リードをつけ、相手の犬から十分に距離を取ったら、怪我がないか愛犬の身体中をチェックしましょう。また、リードをつけたまま歩き、歩様のチェックもします。怪我をしている場合は、処置をします。場合によっては病院に運びます。登録制などではないランでは特に喧嘩をした相手の犬の飼い主とは連絡先を交換しておくと良いでしょう。
他犬をお触りして良い場所ではない
これもよくある勘違いですが、他犬は大丈夫でも他人は苦手な犬もいます。また、触られることで犬がとびついてしまい、人が押し倒されるようなこともなきにしもあらずです。他犬を触ることで愛犬が割って入り、トラブルになることもあります。この前の記事でも書きましたが、自分の家族ではない犬をむやみに触ることは基本的にはしないのが無難です。
小さな子どもはしっかり管理する
ドッグランのルールで入場できる子どもの年齢が決まっていることもありますが、特にルールがないこともあります。犬によっては小さな子どもが苦手という場合も
あり、ドッグランに子どもを入れる場合はリスクを十分理解した上で、しっかり管理しましょう。愛犬の様子を見ることも忘れずに行います。
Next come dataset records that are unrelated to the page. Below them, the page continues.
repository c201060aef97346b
//! 批次调度与回滚测试

mod common;

use common::{build_courier, configured, fast_options, stub_email, stub_sms};
use courier::MessageQueue;
use courier_errors::AppError;
use courier_ports::{Message, MessageStatus, MessageStore, MessageType};

#[tokio::test]
async fn test_empty_queue_is_a_successful_no_op() {
    let t = configured();

    t.courier.dispatch_queue().await.unwrap();

    assert_eq!(t.store.next_messages_calls(), 1);
    assert!(t.store.inner.messages().await.is_empty());
    assert!(t.sms.sent().is_empty());
    assert!(t.email.sent().is_empty());
}

#[tokio::test]
async fn test_missing_smtp_host_fails_without_touching_store() {
    let t = build_courier("", "https://sms.example.com/send", fast_options());
    t.courier.queue_sms(&stub_sms("+12065550101", "hi")).await.unwrap();

    let err = t.courier.dispatch_queue().await.unwrap_err();

    assert!(matches!(err, AppError::ConfigurationMissing(_)));
    assert_eq!(t.store.next_messages_calls(), 0);
    assert_eq!(t.store.statuses(), vec![MessageStatus::Queued]);
}

#[tokio::test]
async fn test_missing_sms_host_fails_without_touching_store() {
    let t = build_courier("smtp.example.com", "", fast_options());

    let err = t.courier.dispatch_queue().await.unwrap_err();

    assert!(matches!(err, AppError::ConfigurationMissing(_)));
    assert_eq!(t.store.next_messages_calls(), 0);
}

#[tokio::test]
async fn test_batch_is_delivered_in_order() {
    let t = configured();
    for i in 0..3 {
        t.courier
            .queue_sms(&stub_sms(&format!("+1206555010{i}"), &format!("message {i}")))
            .await
            .unwrap();
    }

    t.courier.dispatch_queue().await.unwrap();

    let bodies: Vec<_> = t.sms.sent().into_iter().map(|s| s.body).collect();
    assert_eq!(bodies, vec!["message 0", "message 1", "message 2"]);
    assert_eq!(t.store.statuses(), vec![MessageStatus::Sent; 3]);
    assert!(t.sms.sent().iter().all(|s| s.from == "+15550000000"));
}

#[tokio::test]
async fn test_failure_rolls_back_from_failing_message() {
    let t = configured();
    for i in 0..5 {
        t.courier
            .queue_sms(&stub_sms(&format!("+1206555010{i}"), &format!("message {i}")))
            .await
            .unwrap();
    }
    t.sms.fail_for("+12065550102");

    let err = t.courier.dispatch_queue().await.unwrap_err();

    assert!(matches!(err, AppError::TransportFailure(_)));
    assert_eq!(
        t.store.statuses(),
        vec![
            MessageStatus::Sent,
            MessageStatus::Sent,
            MessageStatus::Queued,
            MessageStatus::Queued,
            MessageStatus::Queued,
        ]
    );
    assert_eq!(t.sms.sent().len(), 2);

    // 退回的消息可以被再次领取，并保持原有顺序
    t.sms.recover();
    t.courier.dispatch_queue().await.unwrap();
    assert_eq!(t.store.statuses(), vec![MessageStatus::Sent; 5]);
    let bodies: Vec<_> = t.sms.sent().into_iter().map(|s| s.body).collect();
    assert_eq!(
        bodies,
        vec!["message 0", "message 1", "message 2", "message 3", "message 4"]
    );
}

#[tokio::test]
async fn test_failed_sent_write_requeues_delivered_message() {
    let t = configured();
    let first = t.courier.queue_sms(&stub_sms("+12065550100", "a")).await.unwrap();
    let second = t.courier.queue_sms(&stub_sms("+12065550101", "b")).await.unwrap();
    t.store.fail_sent_write_for(second);

    let err = t.courier.dispatch_queue().await.unwrap_err();

    assert!(matches!(err, AppError::Store(_)));
    // 第二条已经送达，但状态写入失败，会在重试时再次发送
    assert_eq!(t.sms.sent().len(), 2);
    assert_eq!(t.store.status_of(&first), Some(MessageStatus::Sent));
    assert_eq!(t.store.status_of(&second), Some(MessageStatus::Queued));
}

#[tokio::test]
async fn test_failed_requeue_is_not_escalated() {
    let t = configured();
    t.courier.queue_sms(&stub_sms("+12065550100", "a")).await.unwrap();
    let stuck = t.courier.queue_sms(&stub_sms("+12065550101", "b")).await.unwrap();
    t.sms.fail_for("+12065550100");
    t.store.fail_requeue_write_for(stuck);

    let err = t.courier.dispatch_queue().await.unwrap_err();

    // 返回的是原始投递错误，而不是回滚写入的错误
    assert!(matches!(err, AppError::TransportFailure(_)));
    assert_eq!(t.store.statuses(), vec![MessageStatus::Queued; 2]);
}

#[tokio::test]
async fn test_email_dispatch_includes_html_alternative() {
    let t = configured();
    t.courier
        .queue_email(&stub_email("user@example.com", "Welcome", "Hello"))
        .await
        .unwrap();

    t.courier.dispatch_queue().await.unwrap();

    let sent = t.email.sent();
    assert_eq!(sent.len(), 1);
    assert_eq!(sent[0].to, "user@example.com");
    assert_eq!(sent[0].subject, "Welcome");
    assert_eq!(sent[0].text_body, "Hello");
    assert_eq!(sent[0].html_body.as_deref(), Some("<p>Hello</p>"));
    assert_eq!(sent[0].from_name.as_deref(), Some("Courier"));
    assert_eq!(sent[0].headers.get("X-Courier").map(String::as_str), Some("test"));
}

#[tokio::test]
async fn test_email_with_broken_payload_falls_back_to_plaintext() {
    let t = configured();
    let message = Message::new(
        MessageType::Email,
        "user@example.com",
        "Subject",
        "Plain body",
        "stub",
        b"not json".to_vec(),
    );
    t.store.add_message(&message).await.unwrap();

    t.courier.dispatch_queue().await.unwrap();

    let sent = t.email.sent();
    assert_eq!(sent.len(), 1);
    assert_eq!(sent[0].text_body, "Plain body");
    assert!(sent[0].html_body.is_none());
}

#[tokio::test]
async fn test_sms_with_broken_payload_is_a_dispatch_failure() {
    let t = configured();
    let message = Message::new(
        MessageType::Phone,
        "+12065550101",
        "",
        "Plain body",
        "sms_code",
        b"not json".to_vec(),
    );
    t.store.add_message(&message).await.unwrap();

    let err = t.courier.dispatch_queue().await.unwrap_err();

    assert!(matches!(err, AppError::Serialization(_)));
    assert!(t.sms.sent().is_empty());
    assert_eq!(t.store.statuses(), vec![MessageStatus::Queued]);
}

#[tokio::test]
async fn test_sms_with_unknown_template_type_fails() {
    let t = configured();
    let message = Message::new(
        MessageType::Phone,
        "+12065550101",
        "",
        "body",
        "password_reset",
        b"{}".to_vec(),
    );
    t.store.add_message(&message).await.unwrap();

    let err = t.courier.dispatch_queue().await.unwrap_err();
    assert!(matches!(err, AppError::TemplateResolution(_)));
}

#[tokio::test]
async fn test_batch_size_bounds_each_dispatch() {
    let mut options = fast_options();
    options.batch_size = 2;
    let t = build_courier("smtp.example.com", "https://sms.example.com/send", options);
    for i in 0..3 {
        t.courier
            .queue_sms(&stub_sms("+12065550101", &format!("message {i}")))
            .await
            .unwrap();
    }

    t.courier.dispatch_queue().await.unwrap();

    assert_eq!(t.sms.sent().len(), 2);
    assert_eq!(
        t.store.statuses(),
        vec![MessageStatus::Sent, MessageStatus::Sent, MessageStatus::Queued]
    );
}
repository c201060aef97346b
//! common - 通用类型和工具库

pub mod clock;
pub mod retry;
pub mod types;

pub use clock::*;
pub use retry::*;
pub use types::*;
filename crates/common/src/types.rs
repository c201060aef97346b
//! 通用类型定义

use derive_more::{Display, From};
use serde::{Deserialize, Serialize};
use uuid::Uuid;

/// 消息 ID
#[derive(Debug, Clone, Copy, PartialEq, Eq, Hash, Serialize, Deserialize, Display, From)]
#[display("{_0}")]
pub struct MessageId(pub Uuid);

impl MessageId {
    pub fn new() -> Self {
        Self(Uuid::now_v7())
    }
}

impl Default for MessageId {
    fn default() -> Self {
        Self::new()
    }
}

/// 认证流程 ID
#[derive(Debug, Clone, Copy, PartialEq, Eq, Hash, Serialize, Deserialize, Display, From)]
#[display("{_0}")]
pub struct FlowId(pub Uuid);

impl FlowId {
    pub fn new() -> Self {
        Self(Uuid::now_v7())
    }
}

impl Default for FlowId {
    fn default() -> Self {
        Self::new()
    }
}

/// 验证码 ID
#[derive(Debug, Clone, Copy, PartialEq, Eq, Hash, Serialize, Deserialize, Display, From)]
#[display("{_0}")]
pub struct CodeId(pub Uuid);

impl CodeId {
    pub fn new() -> Self {
        Self(Uuid::now_v7())
    }
}

impl Default for CodeId {
    fn default() -> Self {
        Self::new()
    }
}
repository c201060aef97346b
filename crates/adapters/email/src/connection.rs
//! SMTP 连接串解析

use courier_errors::{AppError, AppResult};
use secrecy::Secret;
use url::Url;

const SMTP_PORT: u16 = 25;
const SUBMISSIONS_PORT: u16 = 465;

/// TLS 策略
#[derive(Debug, Clone, Copy, PartialEq, Eq)]
pub enum SmtpSecurity {
    /// 明文连接后强制升级
    StartTls { skip_verify: bool },
    /// 连接建立即 TLS
    ImplicitTls { skip_verify: bool },
    /// 不加密
    None,
}

/// 解析后的 SMTP 连接参数
#[derive(Debug, Clone)]
pub struct SmtpConnection {
    pub host: String,
    pub port: u16,
    pub username: Option<String>,
    pub password: Option<Secret<String>>,
    pub security: SmtpSecurity,
}

impl SmtpConnection {
    pub fn parse(uri: &str) -> AppResult<Self> {
        let url = Url::parse(uri).map_err(|e| {
            AppError::configuration_missing(format!("Invalid SMTP connection URI: {}", e))
        })?;

        let host = url
            .host_str()
            .filter(|h| !h.is_empty())
            .ok_or_else(|| AppError::configuration_missing("SMTP connection URI has no host"))?
            .to_string();

        let flag = |name: &str| {
            url.query_pairs()
                .any(|(key, value)| key == name && value.eq_ignore_ascii_case("true"))
        };
        let skip_verify = flag("skip_ssl_verify");

        let (security, default_port) = match url.scheme() {
            "smtps" => (SmtpSecurity::ImplicitTls { skip_verify }, SUBMISSIONS_PORT),
            "smtp" if flag("disable_starttls") => (SmtpSecurity::None, SMTP_PORT),
            "smtp" => (SmtpSecurity::StartTls { skip_verify }, SMTP_PORT),
            other => {
                return Err(AppError::configuration_missing(format!(
                    "Unsupported SMTP scheme: {}",
                    other
                )));
            }
        };

        let username = decode(url.username())?;
        let password = url.password().map(decode).transpose()?.flatten();

        Ok(Self {
            host,
            port: url.port().unwrap_or(default_port),
            username,
            password: password.map(Secret::new),
            security,
        })
    }
}

fn decode(raw: &str) -> AppResult<Option<String>> {
    if raw.is_empty() {
        return Ok(None);
    }
    let decoded = urlencoding::decode(raw).map_err(|e| {
        AppError::configuration_missing(format!("Invalid SMTP credentials encoding: {}", e))
    })?;
    Ok(Some(decoded.into_owned()))
}
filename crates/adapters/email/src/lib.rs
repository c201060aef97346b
//! Email 适配器
//!
//! 基于 SMTP 连接串提供邮件发送功能，支持：
//! - `smtp://` 强制 STARTTLS（可通过 `disable_starttls=true` 关闭）
//! - `smtps://` 隐式 TLS
//! - `skip_ssl_verify=true` 跳过证书校验
//! - 纯文本邮件与 HTML 备选正文

mod client;
mod connection;

pub use client::SmtpEmailTransport;
pub use connection::{SmtpConnection, SmtpSecurity};
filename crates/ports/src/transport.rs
//! 投递通道 trait 定义

use std::collections::BTreeMap;

use async_trait::async_trait;
use courier_errors::AppResult;

/// 待发送邮件
#[derive(Debug, Clone, PartialEq, Eq)]
pub struct OutgoingEmail {
    pub from_address: String,
    pub from_name: Option<String>,
    pub to: String,
    pub subject: String,
    pub headers: BTreeMap<String, String>,
    pub text_body: String,
    pub html_body: Option<String>,
}

/// 待发送短信
#[derive(Debug, Clone, PartialEq, Eq)]
pub struct OutgoingSms {
    pub to: String,
    pub from: String,
    pub body: String,
}

/// 邮件发送通道
#[async_trait]
pub trait EmailTransport: Send + Sync {
    /// SMTP 主机，空字符串表示未配置
    fn host(&self) -> &str;

    async fn send(&self, email: &OutgoingEmail) -> AppResult<()>;
}

/// 短信发送通道
#[async_trait]
pub trait SmsTransport: Send + Sync {
    /// 短信网关地址，空字符串表示未配置
    fn host(&self) -> &str;

    async fn send(&self, sms: &OutgoingSms) -> AppResult<()>;
}
//! telemetry - 可观测性库

use std::net::SocketAddr;

use metrics_exporter_prometheus::{BuildError, PrometheusBuilder};
use tracing_subscriber::{EnvFilter, layer::SubscriberExt, util::SubscriberInitExt};

/// 入队消息数
pub const MESSAGES_QUEUED_TOTAL: &str = "courier_messages_queued_total";
/// 投递成功消息数
pub const MESSAGES_SENT_TOTAL: &str = "courier_messages_sent_total";
/// 投递失败次数
pub const DISPATCH_FAILURES_TOTAL: &str = "courier_dispatch_failures_total";

/// 初始化 tracing
pub fn init_tracing(log_level: &str) {
    let filter = EnvFilter::try_from_default_env().unwrap_or_else(|_| EnvFilter::new(log_level));

    tracing_subscriber::registry()
        .with(filter)
        .with(tracing_subscriber::fmt::layer())
        .init();
}

/// 初始化 JSON 格式的 tracing（生产环境）
pub fn init_tracing_json(log_level: &str) {
    let filter = EnvFilter::try_from_default_env().unwrap_or_else(|_| EnvFilter::new(log_level));

    tracing_subscriber::registry()
        .with(filter)
        .with(tracing_subscriber::fmt::layer().json())
        .init();
}

/// 初始化 Prometheus metrics，并在 `listen` 上暴露抓取端点
///
/// 需要在 tokio 运行时内调用。
pub fn init_metrics(listen: SocketAddr) -> Result<(), BuildError> {
    PrometheusBuilder::new().with_http_listener(listen).install()?;
    describe_metrics();
    Ok(())
}

/// 注册指标描述
pub fn describe_metrics() {
    metrics::describe_counter!(MESSAGES_QUEUED_TOTAL, "Messages persisted to the courier queue");
    metrics::describe_counter!(MESSAGES_SENT_TOTAL, "Messages delivered and marked as sent");
    metrics::describe_counter!(
        DISPATCH_FAILURES_TOTAL,
        "Delivery attempts that failed and were returned to the queue"
    );
}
ドッグランは犬のための場所です。子どもがいることで、他犬の振る舞いを窮屈にさせてしまう場合は、貸切ランを利用しましょう。貸切ランの利用をすることで飼い主の気持ちの負担も危険も少なくなるでしょう。
まとめ
ドッグランに行くことが、負担になる犬は無理に連れていく必要はありません。連れていくことで、他犬が苦手になり、いつもの散歩に影響が出るケースもあります。愛犬が楽しめる場合でも、トラブルが起きる可能性があることを心に留め、十分に準備をした上で気を抜かず、さらにお互いさまの精神で気持ちよくドッグランを利用していきましょう。
3月17日にtomonyメンバーとのインスタライブで「ドッグランの利用方法について考える」というテーマでお話しした内容も参考にしています。